Site icon Karneliuk

C 001. Intro into the IPv4/IPv6 Application Support from the Software/System Point of View.

Dear friend,

Being a long-time network engineer, I’ve seen (and done) it all: talking about about IPv6, designing and implementing IPv6 in production service providers and data center networks, holly wars IPv6 vs IPv4, industries saying they aren’t going to use IPv6 ever, and many others. For some network engineers, it could be even quite an “innovation” project (I clearly remember some senior person told me back in 2018 that introduction of IPv6 is an innovation; quite a statement in the 20-years anniversary of IPv6). But today I want to talk about it from a different angle.

How Is Network Relevant for Software?

In many cases every day we rely on the software, which works over Internet: whatever you need to buy or sell some goods, order a table in your favorite cafe, book ticket to train to visit your friends.
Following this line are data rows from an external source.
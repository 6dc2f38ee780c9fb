//! Lowering: validates scope/type-unification that the builder layer defers, then produces the
//! wire-level IR plus an optional opportunistic [`Filter`].

use crate::err::Error;
use crate::err::ErrorKind;
use crate::expr::builder::AnyExpr;
use crate::expr::filter::extract;
use crate::expr::filter::Filter;
use crate::expr::node::ArithOp;
use crate::expr::node::CmpOp;
use crate::expr::node::ConvertKind;
use crate::expr::node::LiteralValue;
use crate::expr::node::LogicOp;
use crate::expr::node::Node;
use crate::expr::node::ResultType;
use std::collections::HashMap;
use std::sync::Arc;

/// The wire-level, tagged IR tree handed verbatim to the execution layer. Structurally mirrors
/// [`Node`] but is fully resolved: every `VarRef` has been substituted away is instead asserted
/// type-checked by [`lower`] (it still appears as a dedicated variant below so the server can
/// perform its own once-only evaluation of the bound value, matching the source semantics of "a
/// scoped binding evaluated once").
#[derive(Clone, Debug)]
pub enum IrExpr {
	/// A bin reference.
	BinRef { ty: ResultType, name: String },
	/// A literal value.
	Literal { value: LiteralValue, ty: ResultType },
	/// An arithmetic expression.
	Arith { op: ArithOp, left: Box<IrExpr>, right: Box<IrExpr>, ty: ResultType },
	/// A comparison.
	Cmp { op: CmpOp, left: Box<IrExpr>, right: Box<IrExpr> },
	/// An inclusive range check.
	Between { value: Box<IrExpr>, low: Box<IrExpr>, high: Box<IrExpr> },
	/// A logical combination.
	Logic { op: LogicOp, operands: Vec<IrExpr> },
	/// A type conversion.
	Convert { kind: ConvertKind, inner: Box<IrExpr>, ty: ResultType },
	/// A fully-unified if/else chain.
	If { branches: Vec<(IrExpr, IrExpr)>, else_branch: Box<IrExpr>, ty: ResultType },
	/// A let-binding block.
	LetIn { bindings: Vec<(String, IrExpr)>, body: Box<IrExpr>, ty: ResultType },
	/// A resolved variable reference.
	VarRef { name: String, ty: ResultType },
}

impl IrExpr {
	/// The result type this IR node evaluates to.
	pub fn result_type(&self) -> ResultType {
		match self {
			IrExpr::BinRef { ty, .. }
			| IrExpr::Literal { ty, .. }
			| IrExpr::Arith { ty, .. }
			| IrExpr::Convert { ty, .. }
			| IrExpr::If { ty, .. }
			| IrExpr::LetIn { ty, .. }
			| IrExpr::VarRef { ty, .. } => *ty,
			IrExpr::Cmp { .. } | IrExpr::Logic { .. } | IrExpr::Between { .. } => ResultType::Bool,
		}
	}
}

type Scope<'a> = HashMap<&'a str, ResultType>;

/// Lowers a fully-built expression to `(IrExpr, Option<Filter>)`. The filter is extracted from the
/// *original* tree's top level before the traversal produces the IR, per §4.2's extraction rule.
pub fn lower(expr: &AnyExpr) -> Result<(IrExpr, Option<Filter>), Error> {
	let root = expr.node();
	let filter = extract(root);
	let scope = Scope::new();
	let ir = lower_node(root, &scope)?;
	Ok((ir, filter))
}

fn lower_node(node: &Arc<Node>, scope: &Scope) -> Result<IrExpr, Error> {
	match node.as_ref() {
		Node::BinRef { ty, name } => Ok(IrExpr::BinRef { ty: *ty, name: name.clone() }),
		Node::Literal { value, ty } => Ok(IrExpr::Literal { value: value.clone(), ty: *ty }),
		Node::Arith { op, left, right, ty } => {
			let left = lower_node(left, scope)?;
			let right = lower_node(right, scope)?;
			check_same(left.result_type(), right.result_type())?;
			Ok(IrExpr::Arith { op: *op, left: Box::new(left), right: Box::new(right), ty: *ty })
		}
		Node::Cmp { op, left, right } => {
			let left = lower_node(left, scope)?;
			let right = lower_node(right, scope)?;
			check_same(left.result_type(), right.result_type())?;
			Ok(IrExpr::Cmp { op: *op, left: Box::new(left), right: Box::new(right) })
		}
		Node::Between { value, low, high } => {
			let value = lower_node(value, scope)?;
			let low = lower_node(low, scope)?;
			let high = lower_node(high, scope)?;
			check_same(value.result_type(), low.result_type())?;
			check_same(value.result_type(), high.result_type())?;
			Ok(IrExpr::Between { value: Box::new(value), low: Box::new(low), high: Box::new(high) })
		}
		Node::Logic { op, operands } => {
			let mut lowered = Vec::with_capacity(operands.len());
			for operand in operands {
				let ir = lower_node(operand, scope)?;
				check_same(ir.result_type(), ResultType::Bool)?;
				lowered.push(ir);
			}
			Ok(IrExpr::Logic { op: *op, operands: lowered })
		}
		Node::Convert { kind, inner, ty } => {
			let inner = lower_node(inner, scope)?;
			Ok(IrExpr::Convert { kind: *kind, inner: Box::new(inner), ty: *ty })
		}
		Node::If { branches, else_branch } => {
			let else_branch = else_branch
				.as_ref()
				.ok_or_else(|| ErrorKind::IllFormedConditional.with_message("if-chain has no else branch"))?;
			let mut lowered_branches = Vec::with_capacity(branches.len());
			for (cond, value) in branches {
				let cond = lower_node(cond, scope)?;
				check_same(cond.result_type(), ResultType::Bool)?;
				let value = lower_node(value, scope)?;
				lowered_branches.push((cond, value));
			}
			let else_ir = lower_node(else_branch, scope)?;
			let unified = else_ir.result_type();
			for (_, value) in &lowered_branches {
				check_same(value.result_type(), unified)?;
			}
			Ok(IrExpr::If { branches: lowered_branches, else_branch: Box::new(else_ir), ty: unified })
		}
		Node::LetIn { bindings, body } => {
			let mut inner_scope: Scope = (*scope).clone();
			let mut lowered_bindings = Vec::with_capacity(bindings.len());
			for (name, value) in bindings {
				let value_ir = lower_node(value, &inner_scope)?;
				inner_scope.insert(name.as_str(), value_ir.result_type());
				lowered_bindings.push((name.clone(), value_ir));
			}
			let body_ir = lower_node(body, &inner_scope)?;
			let ty = body_ir.result_type();
			Ok(IrExpr::LetIn { bindings: lowered_bindings, body: Box::new(body_ir), ty })
		}
		Node::VarRef { name, ty } => match scope.get(name.as_str()) {
			None => Err(ErrorKind::ScopeError.with_context(format!("undefined variable `{name}`"))),
			Some(bound_ty) if *bound_ty != *ty => Err(ErrorKind::TypeError.with_context(format!(
				"variable `{name}` was bound as {bound_ty} but referenced as {ty}"
			))),
			Some(bound_ty) => Ok(IrExpr::VarRef { name: name.clone(), ty: *bound_ty }),
		},
	}
}

fn check_same(a: ResultType, b: ResultType) -> Result<(), Error> {
	if a == b {
		Ok(())
	} else {
		Err(ErrorKind::TypeError.with_context(format!("operand type mismatch: {a} vs {b}")))
	}
}
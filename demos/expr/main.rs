use fluentkv::expr::{int_bin, lower, str_bin};

fn main() {
	tracing_subscriber::fmt::init();

	let predicate = int_bin("age").gte(21).and(str_bin("name").eq("Tim"));
	let (ir, filter) = lower(&predicate.erase()).expect("well-typed expression");
	println!("lowered IR: {ir:?}");
	println!("extracted filter: {filter:?}");

	// A single comparison on an indexed bin also yields an index filter alongside the IR.
	let point = int_bin("age").gte(21);
	let (_, filter) = lower(&point.erase()).expect("well-typed expression");
	assert!(filter.is_some());
}
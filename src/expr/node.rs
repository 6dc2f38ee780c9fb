//! The tagged, immutable expression tree produced by the builder layer.

use std::sync::Arc;

/// The five result types a node's value may carry.
#[derive(Clone, Copy, Debug, Eq, PartialEq, Hash)]
pub enum ResultType {
	/// 64-bit signed integer.
	Int,
	/// 64-bit IEEE-754 float.
	Float,
	/// UTF-8 string.
	Str,
	/// Boolean.
	Bool,
	/// Opaque byte blob.
	Blob,
}

impl std::fmt::Display for ResultType {
	fn fmt(&self, f: &mut std::fmt::Formatter<'_>) -> std::fmt::Result {
		let s = match self {
			ResultType::Int => "Int",
			ResultType::Float => "Float",
			ResultType::Str => "Str",
			ResultType::Bool => "Bool",
			ResultType::Blob => "Blob",
		};
		write!(f, "{s}")
	}
}

/// A literal value, always paired with its [`ResultType`].
#[derive(Clone, Debug, PartialEq)]
pub enum LiteralValue {
	/// Already widened to 64 bits; builders widen 32-bit literals on construction.
	Int(i64),
	/// Already widened to 64 bits.
	Float(f64),
	/// UTF-8 string.
	Str(String),
	/// Boolean.
	Bool(bool),
	/// Opaque bytes.
	Blob(Vec<u8>),
}

/// Arithmetic operators, valid on `Int` and `Float` operands.
#[derive(Clone, Copy, Debug, Eq, PartialEq)]
pub enum ArithOp {
	/// Addition.
	Add,
	/// Subtraction.
	Sub,
	/// Multiplication.
	Mul,
	/// Division. Division by a literal zero lowers normally; the server defines runtime
	/// semantics.
	Div,
}

/// Comparison operators.
#[derive(Clone, Copy, Debug, Eq, PartialEq)]
pub enum CmpOp {
	/// `=`
	Eq,
	/// `<>`
	Ne,
	/// `<`
	Lt,
	/// `<=`
	Le,
	/// `>`
	Gt,
	/// `>=`
	Ge,
}

/// Logical operators over `Bool` operands.
#[derive(Clone, Copy, Debug, Eq, PartialEq)]
pub enum LogicOp {
	/// Short-circuit AND.
	And,
	/// Short-circuit OR.
	Or,
	/// Unary negation.
	Not,
}

/// Explicit, lossy type conversions.
#[derive(Clone, Copy, Debug, Eq, PartialEq)]
pub enum ConvertKind {
	/// `Int -> Float`.
	ToFloat,
	/// `Float -> Int`, truncating toward zero.
	ToInt,
}

/// One node of the expression tree. Immutable once constructed; sharing via `Arc` is permitted
/// and expected (`let`-bound values are evaluated once and referenced from multiple `var` sites).
#[derive(Clone, Debug)]
pub enum Node {
	/// A reference to a named bin of a given type on the record under evaluation.
	BinRef {
		/// The bin's declared type.
		ty: ResultType,
		/// The bin's name.
		name: String,
	},
	/// A literal value.
	Literal {
		/// The literal's value.
		value: LiteralValue,
		/// The literal's type (redundant with `value`'s variant, kept for uniform matching).
		ty: ResultType,
	},
	/// A binary arithmetic expression over `Int` or `Float` operands.
	Arith {
		/// The operator.
		op: ArithOp,
		/// The left-hand, already-evaluated operand (left-to-right chaining means this is
		/// whatever came before `.add()`/`.sub()`/etc. was called).
		left: Arc<Node>,
		/// The right-hand operand.
		right: Arc<Node>,
		/// The result type, equal to both operands' type.
		ty: ResultType,
	},
	/// A binary comparison, always of type `Bool`.
	Cmp {
		/// The operator.
		op: CmpOp,
		/// Left operand.
		left: Arc<Node>,
		/// Right operand.
		right: Arc<Node>,
	},
	/// `low <= value <= high`, always of type `Bool`. Kept as a dedicated three-operand node
	/// rather than a `CmpOp` variant, since a comparison operator elsewhere always pairs with
	/// exactly one left/right operand.
	Between {
		/// The value being range-checked.
		value: Arc<Node>,
		/// The inclusive lower bound.
		low: Arc<Node>,
		/// The inclusive upper bound.
		high: Arc<Node>,
	},
	/// A logical combination of `Bool` operands. `Not` carries exactly one operand.
	Logic {
		/// The operator.
		op: LogicOp,
		/// The operands.
		operands: Vec<Arc<Node>>,
	},
	/// An explicit type conversion.
	Convert {
		/// Which conversion.
		kind: ConvertKind,
		/// The value being converted.
		inner: Arc<Node>,
		/// The result type.
		ty: ResultType,
	},
	/// An `if`/`elif`*/`else` chain. Every branch pairs a `Bool` condition with a value
	/// expression; `else_branch` is always present once the chain is fully built (the builder's
	/// type-state makes it otherwise unreachable) but is still checked defensively at lowering
	/// time for anyone constructing a `Node` directly.
	If {
		/// `(condition, value)` pairs in `if`, `elif`, `elif`, ... order.
		branches: Vec<(Arc<Node>, Arc<Node>)>,
		/// The final, unconditional branch.
		else_branch: Option<Arc<Node>>,
	},
	/// A scoped block of local-variable bindings evaluated once and visible to `body` and to any
	/// later binding in the same block.
	LetIn {
		/// `(name, value)` pairs, in declaration order. Later bindings may reference earlier ones.
		bindings: Vec<(String, Arc<Node>)>,
		/// The expression evaluated in the scope of `bindings`.
		body: Arc<Node>,
	},
	/// A reference to a name bound by an enclosing [`Node::LetIn`]. Resolved and type-checked at
	/// lowering time.
	VarRef {
		/// The referenced name.
		name: String,
		/// The result type asserted by the builder that created this reference; checked for
		/// agreement with the binding's actual type at lowering time.
		ty: ResultType,
	},
}

impl Node {
	/// The statically-known result type of this node. For `If`, this is the type asserted by the
	/// first branch; full unification across all branches happens during [`crate::expr::lower`].
	pub fn result_type(&self) -> ResultType {
		match self {
			Node::BinRef { ty, .. }
			| Node::Literal { ty, .. }
			| Node::Arith { ty, .. }
			| Node::Convert { ty, .. }
			| Node::VarRef { ty, .. } => *ty,
			Node::Cmp { .. } | Node::Logic { .. } | Node::Between { .. } => ResultType::Bool,
			Node::If { branches, else_branch } => branches
				.first()
				.map(|(_, v)| v.result_type())
				.or_else(|| else_branch.as_ref().map(|e| e.result_type()))
				.unwrap_or(ResultType::Bool),
			Node::LetIn { body, .. } => body.result_type(),
		}
	}
}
Connected world is around us and, if for whatever reason it breaks, our life immediately becomes much more difficult. That’s because the applications rely on the Internet and their capability to provide you the service depends on their capabilities to connect from your smartphone or laptop to the application servers. And this capability is significantly affected by the underlying network: whether there is a path through network, whether it is stable, and so on. In other words, the network shall be stable, resilient, and in verifiably working condition. All these things are achievable today through the network automation. We are not saying it is available solely through the automation — surely you can configure things manually via CLI. However, it is achievable solely through the automation within the limited time frame, which is often a key in the current business environment.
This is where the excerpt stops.